Il nostro compito è quello di dire a noi stessi e a chi soffre: “Se riesci a credere all’amore e a vivere nell’amore, hai già trovato la salvezza”. Le esperienze di morte, di cattiveria e di sofferenza ci avvelenano e paralizzano. Quanto è facile piangersi addosso ed arrendersi di fronte alle difficoltà della vita! Credere è invece smettere di tenere conto solo della propria impotenza: Gesù ci promette la sua assistenza per affrontare il quotidiano. Egli è sempre con noi. Ascendendo al cielo, non è andato lontano, è andato verso l’intimo delle cose e delle persone e le sue mani sono annodate alle nostre, ancora più saldamente di prima.
Ma che cosa vuol dire essere missionari? Significa anzitutto essere discepoli di Cristo, ascoltare sempre di nuovo l’invito a seguirlo, l’invito a guardare a Lui: “Imparate da me, che sono mite e umile di cuore” (Mt 11,29).
La nostra missione è dare luce al mondo. “Voi siete il sale della terra… Voi siete la luce del mondo”. (Mt 5,13-16)
Un esempio autentico di questa luce che irradia i cuori di chi incontrano Dio è sicuramente la storia di Chiara Luce Badano, una ragazza morta a soli 19 anni. Una breve vita la sua, ma così intensa da lasciare un segno profondo nella memoria di chi l’ha conosciuta e in chi viene a contatto con lei oggi.
Chiara riusciva a trovare Gesù nei lontani, negli atei e tutta la sua vita è stata caratterizzata dall’amore concreto per tutti. Ogni sua giornata fu una” gemma da innalzare a Dio”, dando un senso eterno ad ogni gesto.

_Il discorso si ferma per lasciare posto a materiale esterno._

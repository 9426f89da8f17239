// Copyright (c) 2025 Steve Wagner (ciroque@live.com)
// SPDX-License-Identifier: MIT

use std::str::FromStr;

use anyhow::{anyhow, bail, Context};

use crate::channel::Rank;
use crate::traits::{EventSource, EventStream};

const DEFAULT_EVENTS: u64 = 100;
const DEFAULT_FRAMES: usize = 1;
const DEFAULT_PIXELS: usize = 16;
const BASE_TIMESTAMP: f64 = 1_700_000_000.0;

/// Parsed simulated source string.
#[derive(Debug, Clone, Copy, PartialEq, Eq)]
pub struct SourceSpec {
    pub events: u64,
    pub frames: usize,
    pub pixels: usize,
    pub reject_every: u64,
    pub corrupt_every: u64,
}

impl Default for SourceSpec {
    fn default() -> Self {
        Self {
            events: DEFAULT_EVENTS,
            frames: DEFAULT_FRAMES,
            pixels: DEFAULT_PIXELS,
            reject_every: 0,
            corrupt_every: 0,
        }
    }
}

impl FromStr for SourceSpec {
    type Err = anyhow::Error;

    fn from_str(s: &str) -> Result<Self, Self::Err> {
        let mut spec = SourceSpec::default();
        for pair in s.split(',').map(str::trim).filter(|p| !p.is_empty()) {
            let (key, value) = pair
                .split_once('=')
                .ok_or_else(|| anyhow!("expected key=value, found '{}'", pair))?;
            let value = value.trim();
            match key.trim() {
                "events" => spec.events = parse_number(key, value)?,
                "frames" => spec.frames = parse_number(key, value)?,
                "pixels" => spec.pixels = parse_number(key, value)?,
                "reject_every" => spec.reject_every = parse_number(key, value)?,
                "corrupt_every" => spec.corrupt_every = parse_number(key, value)?,
                other => bail!("unknown simulated source option '{}'", other),
            }
        }
        Ok(spec)
    }
}

fn parse_number<T: FromStr>(key: &str, value: &str) -> anyhow::Result<T>
where
    T::Err: std::error::Error + Send + Sync + 'static,
{
    value
        .parse()
        .with_context(|| format!("invalid value '{}' for '{}'", value, key))
}

/// Handle for an event not yet opened.
#[derive(Debug, Clone, Copy, PartialEq, Eq)]
pub struct SimEvent {
    pub id: u64,
    pub spec: SourceSpec,
}

impl SimEvent {
    fn is_corrupt(&self, frame_index: usize) -> bool {
        let every = self.spec.corrupt_every;
        let ordinal = self.id * self.spec.frames as u64 + frame_index as u64 + 1;
        every > 0 && ordinal % every == 0
    }
}

/// One detector frame as seen by the extraction functions.
#[derive(Debug, Clone, PartialEq)]
pub struct SimFrame {
    pub event_id: u64,
    pub frame_index: usize,
    pub timestamp: f64,
    pub beam_energy: f64,
    pub corrupt: bool,
    pub pixels: Vec<f64>,
}

/// Event source backed by the synthetic facility.
///
/// Stateless: everything about an event is derived from the source string and the
/// event id.
#[derive(Debug, Clone, Copy, Default)]
pub struct SimulatedSource;

impl SimulatedSource {
    pub fn new() -> Self {
        SimulatedSource
    }

    /// Check a source string without starting a generator.
    pub fn validate_source(source: &str) -> anyhow::Result<SourceSpec> {
        source
            .parse()
            .with_context(|| format!("invalid simulated source '{}'", source))
    }
}

impl EventSource for SimulatedSource {
    type Event = SimEvent;
    type Opened = SimEvent;
    type Frame = SimFrame;

    fn events(
        &self,
        source: &str,
        rank: Rank,
        group_size: usize,
    ) -> anyhow::Result<EventStream<SimEvent>> {
        if rank == 0 || rank >= group_size {
            bail!("rank {} is not a worker in a group of {}", rank, group_size);
        }
        let spec = Self::validate_source(source)?;

        let workers = (group_size - 1) as u64;
        let slot = (rank - 1) as u64;
        Ok(Box::new(
            (0..spec.events)
                .filter(move |id| id % workers == slot)
                .map(move |id| SimEvent { id, spec }),
        ))
    }

    fn reject(&self, event: &SimEvent) -> bool {
        let every = event.spec.reject_every;
        every > 0 && (event.id + 1) % every == 0
    }

    fn num_frames(&self, event: &SimEvent) -> usize {
        event.spec.frames
    }

    fn open(&self, event: SimEvent) -> anyhow::Result<SimEvent> {
        Ok(event)
    }

    fn close(&self, _opened: SimEvent) -> anyhow::Result<()> {
        Ok(())
    }

    fn frame(&self, event: &SimEvent, index: usize) -> SimFrame {
        let id = event.id;
        let pixels = (0..event.spec.pixels)
            .map(|p| ((id * 31 + index as u64 * 17 + p as u64 * 7) % 100) as f64)
            .collect();
        SimFrame {
            event_id: id,
            frame_index: index,
            timestamp: BASE_TIMESTAMP + id as f64 * 0.1 + index as f64 * 0.01,
            beam_energy: 9.5 + (id % 5) as f64 * 0.1,
            corrupt: event.is_corrupt(index),
            pixels,
        }
    }
}
use crate::channel::Rank;

/// Lazily produced events for one worker.
pub type EventStream<E> = Box<dyn Iterator<Item = E> + Send>;

/// Facility and detector collaborators consumed by the worker loop.
///
/// The engine never looks inside an event. It asks the source for the worker's share
/// of the events, filters them, opens each one, builds a frame view for each frame it
/// wants and closes the event again.
pub trait EventSource: Send {
    /// Handle to one unit of source data.
    type Event: Send;
    /// An event after it has been opened.
    type Opened: Send;
    /// View of a single frame within an opened event.
    type Frame;

    /// Events assigned to `rank` out of `group_size` processes. Partitioning across the
    /// group is the source's responsibility.
    fn events(
        &self,
        source: &str,
        rank: Rank,
        group_size: usize,
    ) -> anyhow::Result<EventStream<Self::Event>>;

    /// `true` if the event should be skipped without being opened.
    fn reject(&self, _event: &Self::Event) -> bool {
        false
    }

    fn num_frames(&self, event: &Self::Event) -> usize;

    fn open(&self, event: Self::Event) -> anyhow::Result<Self::Opened>;

    fn close(&self, opened: Self::Opened) -> anyhow::Result<()>;

    /// Build the view of frame `index` (0-based, in arrival order).
    fn frame(&self, opened: &Self::Opened, index: usize) -> Self::Frame;
}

Lei non parlava di Gesù agli altri, lo portava con la sua vita. Diceva infatti: «Io non devo dire di Gesù, ma devo dare Gesù con il mio comportamento». La gioia di vivere, l’entusiasmo per le piccole cose, la contemplazione del creato, la felicità di godere dell’amicizia erano il nutrimento delle sue giornate. Nell’estate del 1988, durante una partita di tennis, sente un lancinante dolore alla spalla. Chiara ha un cancro maligno. Inizia il pellegrinaggio negli ospedali di Torino, una vera e propria via crucis. Deve subire un intervento e prima di entrare nella sala operatoria dice alla mamma: “Se dovessi morire, celebrate una bella Messa e di’ ai Gen che cantino forte”.Si sottopone alla chemioterapia e alle sedute di radioterapia, affrontando tutto come identificazione con i dolori di Cristo. Di fronte alla sofferenza ripete: «Se lo vuoi tu, Gesù, lo voglio anch’io». A chi l’avvicina, Chiara comunica serenità, pace e gioia. “Chiara Luce” – così amava chiamarla Chiara Lubich – lancia un messaggio ai suoi coetanei: “I giovani sono il futuro. Io non posso più correre, però vorrei passare loro la fiaccola come alle Olimpiadi. Hanno una vita sola e vale la pena di spenderla bene”.
Il 7 ottobre 1990 saluta la mamma dicendo: “Sii felice, io lo sono!” e va incontro allo Sposo.
La sua vita è la testimonianza di un sì incondizionato all’amore di Dio, un sì ripetuto fin da piccola, un sì che, con i suoi genitori, con i giovani con cui condivideva la stessa scelta di vita, ha saputo trasformare la malattia in un cammino luminoso verso la pienezza della Vita.
PROPOSITO CONCRETO
Anche noi siamo chiamati ad essere “Gesù oggi” che fa conoscere e sperimentare l’amore di Dio Padre alle persone che incontriamo, con le quali viviamo, e quelle che dobbiamo andare a cercare per aiutarle nelle cose importanti della fede e della vita.